START Data listing

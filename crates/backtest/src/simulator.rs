use chrono::{DateTime, Utc};
use serde::{Deserialize, Serialize};
use tracing::{debug, info};

use common::{Bar, Error, Result};

use crate::metrics::{compute_metrics, BacktestMetrics};
use crate::rules::BarContext;
use crate::strategy::Strategy;

/// Fraction of current equity committed to each new position.
pub const DEFAULT_POSITION_FRACTION: f64 = 0.02;
/// Fee charged on the notional of every fill.
pub const DEFAULT_FEE_RATE: f64 = 0.001;

#[derive(Debug, Clone, Copy, PartialEq, Eq, Serialize, Deserialize)]
#[serde(rename_all = "UPPERCASE")]
pub enum TradeStatus {
    Open,
    Closed,
}

/// One simulated round trip. For an open trade `pnl` is the unrealized
/// result at the last bar and the exit fields are empty.
#[derive(Debug, Clone, PartialEq, Serialize, Deserialize)]
pub struct SimulatedTrade {
    pub id: String,
    pub symbol: String,
    pub quantity: f64,
    pub entry_price: f64,
    pub exit_price: Option<f64>,
    /// Realized pnl net of exit fees.
    pub pnl: f64,
    pub entry_fees: f64,
    pub exit_fees: f64,
    pub entry_date: DateTime<Utc>,
    pub exit_date: Option<DateTime<Utc>>,
    pub status: TradeStatus,
}

impl SimulatedTrade {
    pub fn holding_days(&self) -> Option<f64> {
        let exit = self.exit_date?;
        Some((exit - self.entry_date).num_milliseconds() as f64 / 86_400_000.0)
    }
}

/// Position held between entry and exit. Closing consumes it, so a trade
/// can only be closed once.
#[derive(Debug, Clone)]
struct OpenPosition {
    id: String,
    symbol: String,
    quantity: f64,
    entry_price: f64,
    entry_fees: f64,
    entry_date: DateTime<Utc>,
}

impl OpenPosition {
    fn unrealized(&self, price: f64) -> f64 {
        (price - self.entry_price) * self.quantity
    }

    fn close(self, bar: &Bar, fee_rate: f64) -> SimulatedTrade {
        let exit_fees = self.quantity * bar.close * fee_rate;
        SimulatedTrade {
            pnl: self.unrealized(bar.close) - exit_fees,
            id: self.id,
            symbol: self.symbol,
            quantity: self.quantity,
            entry_price: self.entry_price,
            exit_price: Some(bar.close),
            entry_fees: self.entry_fees,
            exit_fees,
            entry_date: self.entry_date,
            exit_date: Some(bar.timestamp),
            status: TradeStatus::Closed,
        }
    }

    fn snapshot(&self, last: &Bar) -> SimulatedTrade {
        SimulatedTrade {
            id: self.id.clone(),
            symbol: self.symbol.clone(),
            quantity: self.quantity,
            entry_price: self.entry_price,
            exit_price: None,
            pnl: self.unrealized(last.close),
            entry_fees: self.entry_fees,
            exit_fees: 0.0,
            entry_date: self.entry_date,
            exit_date: None,
            status: TradeStatus::Open,
        }
    }
}

#[derive(Debug, Clone, Copy, PartialEq, Serialize, Deserialize)]
pub struct EquityPoint {
    pub date: DateTime<Utc>,
    /// Realized equity plus the unrealized pnl of any open position.
    pub equity: f64,
    /// Decline from the running equity peak, as a fraction of the peak.
    pub drawdown: f64,
}

#[derive(Debug, Clone, Serialize)]
pub struct BacktestResult {
    pub strategy: String,
    pub initial_capital: f64,
    /// Closed trades, in the order they were closed.
    pub trades: Vec<SimulatedTrade>,
    /// Position still held after the last bar.
    pub open_position: Option<SimulatedTrade>,
    pub metrics: BacktestMetrics,
    /// One point per input bar.
    pub equity_curve: Vec<EquityPoint>,
}

/// Single-position, long-only bar-by-bar simulation.
///
/// On each bar an open position is first checked against the exit rule,
/// and only a flat book is checked against the entry rule, so a position is
/// never closed and reopened on the same bar. Fills happen at the bar close.
pub struct Backtest {
    bars: Vec<Bar>,
    strategy: Strategy,
    initial_capital: f64,
    position_fraction: f64,
    fee_rate: f64,
}

impl Backtest {
    /// `bars` must be in time order. `initial_capital` must be positive.
    pub fn new(bars: Vec<Bar>, strategy: Strategy, initial_capital: f64) -> Result<Self> {
        if !(initial_capital.is_finite() && initial_capital > 0.0) {
            return Err(Error::Validation(format!(
                "initial capital must be a positive number, got {initial_capital}"
            )));
        }
        if bars.windows(2).any(|w| w[1].timestamp < w[0].timestamp) {
            return Err(Error::Validation("bars must be in time order".into()));
        }
        Ok(Self {
            bars,
            strategy,
            initial_capital,
            position_fraction: DEFAULT_POSITION_FRACTION,
            fee_rate: DEFAULT_FEE_RATE,
        })
    }

    /// Override sizing and fees (both fractions, e.g. `0.02` for 2%).
    pub fn with_costs(mut self, position_fraction: f64, fee_rate: f64) -> Self {
        self.position_fraction = position_fraction;
        self.fee_rate = fee_rate;
        self
    }

    pub fn run(&self) -> BacktestResult {
        let closes: Vec<f64> = self.bars.iter().map(|b| b.close).collect();
        let mut trades: Vec<SimulatedTrade> = Vec::new();
        let mut position: Option<OpenPosition> = None;
        let mut equity = self.initial_capital;
        let mut peak = self.initial_capital;
        let mut equity_curve = Vec::with_capacity(self.bars.len());
        let mut opened = 0usize;

        info!(
            strategy = %self.strategy.name(),
            bars = self.bars.len(),
            initial_capital = self.initial_capital,
            "Backtest started"
        );

        for (i, bar) in self.bars.iter().enumerate() {
            let ctx = BarContext::new(&self.bars[..=i], &closes[..=i]);

            if let Some(open) = position.take() {
                if self.strategy.exit.evaluate(&ctx) {
                    let trade = open.close(bar, self.fee_rate);
                    equity += trade.pnl;
                    debug!(
                        trade_id = %trade.id,
                        exit = bar.close,
                        pnl = trade.pnl,
                        equity,
                        "Position closed"
                    );
                    trades.push(trade);
                } else {
                    position = Some(open);
                }
            } else if self.strategy.entry.evaluate(&ctx) {
                let quantity = (equity * self.position_fraction / bar.close).floor();
                if quantity > 0.0 && quantity.is_finite() {
                    opened += 1;
                    let open = OpenPosition {
                        id: format!("trade-{opened}"),
                        symbol: bar.symbol.clone(),
                        quantity,
                        entry_price: bar.close,
                        entry_fees: quantity * bar.close * self.fee_rate,
                        entry_date: bar.timestamp,
                    };
                    debug!(trade_id = %open.id, entry = bar.close, quantity, "Position opened");
                    position = Some(open);
                } else {
                    debug!(price = bar.close, equity, "Entry signal ignored, position size rounds to zero");
                }
            }

            let marked = equity + position.as_ref().map_or(0.0, |p| p.unrealized(bar.close));
            peak = peak.max(marked);
            let drawdown = if peak > 0.0 { (peak - marked) / peak } else { 0.0 };
            equity_curve.push(EquityPoint {
                date: bar.timestamp,
                equity: marked,
                drawdown,
            });
        }

        let open_position = position
            .as_ref()
            .zip(self.bars.last())
            .map(|(p, last)| p.snapshot(last));
        let metrics = compute_metrics(&trades, &equity_curve, self.initial_capital);

        info!(
            strategy = %self.strategy.name(),
            trades = metrics.total_trades,
            total_pnl = metrics.total_pnl,
            max_drawdown_pct = metrics.max_drawdown,
            still_open = open_position.is_some(),
            "Backtest finished"
        );

        BacktestResult {
            strategy: self.strategy.name().to_string(),
            initial_capital: self.initial_capital,
            trades,
            open_position,
            metrics,
            equity_curve,
        }
    }
}
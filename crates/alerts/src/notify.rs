use std::time::Duration;

use async_trait::async_trait;
use reqwest::Client;
use serde::Serialize;
use tracing::{debug, info};

use common::{AlertNotification, Error, Notifier, Result};

/// Plain-text notification body.
pub fn render_body(n: &AlertNotification) -> String {
    let mut body = format!(
        "Your alert for {} has been triggered.\n\
         Condition: {} {}\n\
         Current Price: ${:.2}\n\
         Change: {:+.2} ({:+.2}%)",
        n.alert.symbol, n.alert.condition, n.alert.value, n.price, n.change, n.change_percent
    );
    if let Some(message) = &n.alert.message {
        body.push_str("\nMessage: ");
        body.push_str(message);
    }
    body
}

/// Writes notifications to the log. Used when no delivery endpoint is configured.
#[derive(Debug, Default, Clone)]
pub struct LogNotifier;

#[async_trait]
impl Notifier for LogNotifier {
    async fn notify(&self, n: &AlertNotification) -> Result<()> {
        info!(
            email = %n.email,
            alert_id = %n.alert.id,
            subject = %n.subject(),
            body = %render_body(n),
            "Alert notification"
        );
        Ok(())
    }
}

/// POSTs each notification as JSON to a webhook (mail relay, chat bridge...).
pub struct WebhookNotifier {
    url: String,
    http: Client,
}

#[derive(Serialize)]
struct WebhookPayload<'a> {
    to: &'a str,
    subject: String,
    text: String,
    #[serde(flatten)]
    notification: &'a AlertNotification,
}

impl WebhookNotifier {
    const TIMEOUT: Duration = Duration::from_secs(10);

    pub fn new(url: impl Into<String>) -> Result<Self> {
        let http = Client::builder()
            .use_rustls_tls()
            .timeout(Self::TIMEOUT)
            .build()
            .map_err(|e| Error::Http(e.to_string()))?;
        Ok(Self {
            url: url.into(),
            http,
        })
    }
}

#[async_trait]
impl Notifier for WebhookNotifier {
    async fn notify(&self, n: &AlertNotification) -> Result<()> {
        let payload = WebhookPayload {
            to: &n.email,
            subject: n.subject(),
            text: render_body(n),
            notification: n,
        };

        let resp = self
            .http
            .post(&self.url)
            .json(&payload)
            .send()
            .await
            .map_err(|e| Error::Notification(e.to_string()))?;

        let status = resp.status();
        if !status.is_success() {
            let body = resp.text().await.unwrap_or_default();
            return Err(Error::Notification(format!("HTTP {status}: {body}")));
        }

        debug!(alert_id = %n.alert.id, "Webhook notification delivered");
        Ok(())
    }
}

#[cfg(test)]
mod tests {
    use super::*;
    use std::sync::Arc;

    use axum::{extract::State, http::StatusCode, routing::post, Json, Router};
    use chrono::Utc;
    use common::{Alert, AlertCondition, AlertType};
    use tokio::sync::Mutex;

    fn notification() -> AlertNotification {
        let now = Utc::now();
        AlertNotification {
            email: "u1@example.com".into(),
            alert: Alert {
                id: "a1".into(),
                user_id: "u1".into(),
                symbol: "AAPL".into(),
                alert_type: AlertType::Price,
                condition: AlertCondition::Above,
                value: 150.0,
                message: Some("take profit".into()),
                indicator: None,
                triggered: true,
                triggered_at: Some(now),
                created_at: now,
                updated_at: now,
            },
            price: 151.234,
            change: -1.5,
            change_percent: -0.98,
        }
    }

    #[test]
    fn body_mentions_price_change_and_message() {
        let body = render_body(&notification());
        assert!(body.contains("Current Price: $151.23"));
        assert!(body.contains("Change: -1.50 (-0.98%)"));
        assert!(body.contains("Message: take profit"));
        assert_eq!(notification().subject(), "Alert Triggered: AAPL ABOVE 150");
    }

    async fn spawn_hook(status: StatusCode) -> (String, Arc<Mutex<Vec<serde_json::Value>>>) {
        let received = Arc::new(Mutex::new(Vec::new()));
        let app = Router::new()
            .route(
                "/hook",
                post(
                    move |State(seen): State<Arc<Mutex<Vec<serde_json::Value>>>>,
                          Json(body): Json<serde_json::Value>| async move {
                        seen.lock().await.push(body);
                        status
                    },
                ),
            )
            .with_state(received.clone());
        let listener = tokio::net::TcpListener::bind("127.0.0.1:0").await.unwrap();
        let addr = listener.local_addr().unwrap();
        tokio::spawn(async move {
            axum::serve(listener, app).await.unwrap();
        });
        (format!("http://{addr}/hook"), received)
    }

    #[tokio::test]
    async fn webhook_posts_json() {
        let (url, received) = spawn_hook(StatusCode::OK).await;
        WebhookNotifier::new(url)
            .unwrap()
            .notify(&notification())
            .await
            .unwrap();

        let seen = received.lock().await;
        assert_eq!(seen.len(), 1);
        assert_eq!(seen[0]["to"], "u1@example.com");
        assert_eq!(seen[0]["alert"]["symbol"], "AAPL");
        assert_eq!(seen[0]["price"], 151.234);
    }

    #[tokio::test]
    async fn webhook_rejection_is_an_error() {
        let (url, _) = spawn_hook(StatusCode::BAD_GATEWAY).await;
        let err = WebhookNotifier::new(url)
            .unwrap()
            .notify(&notification())
            .await
            .unwrap_err();
        assert!(matches!(err, Error::Notification(_)));
    }

    #[tokio::test]
    async fn log_notifier_never_fails() {
        assert!(LogNotifier.notify(&notification()).await.is_ok());
    }
}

END Data listing

*Your objective*
When the word "peak" shows up in a line of the entries, pull that line out.

*Solution to the problem*
    /// Decline from the running equity peak, as a fraction of the peak.
        let mut peak = self.initial_capital;
            peak = peak.max(marked);
            let drawdown = if peak > 0.0 { (peak - marked) / peak } else { 0.0 };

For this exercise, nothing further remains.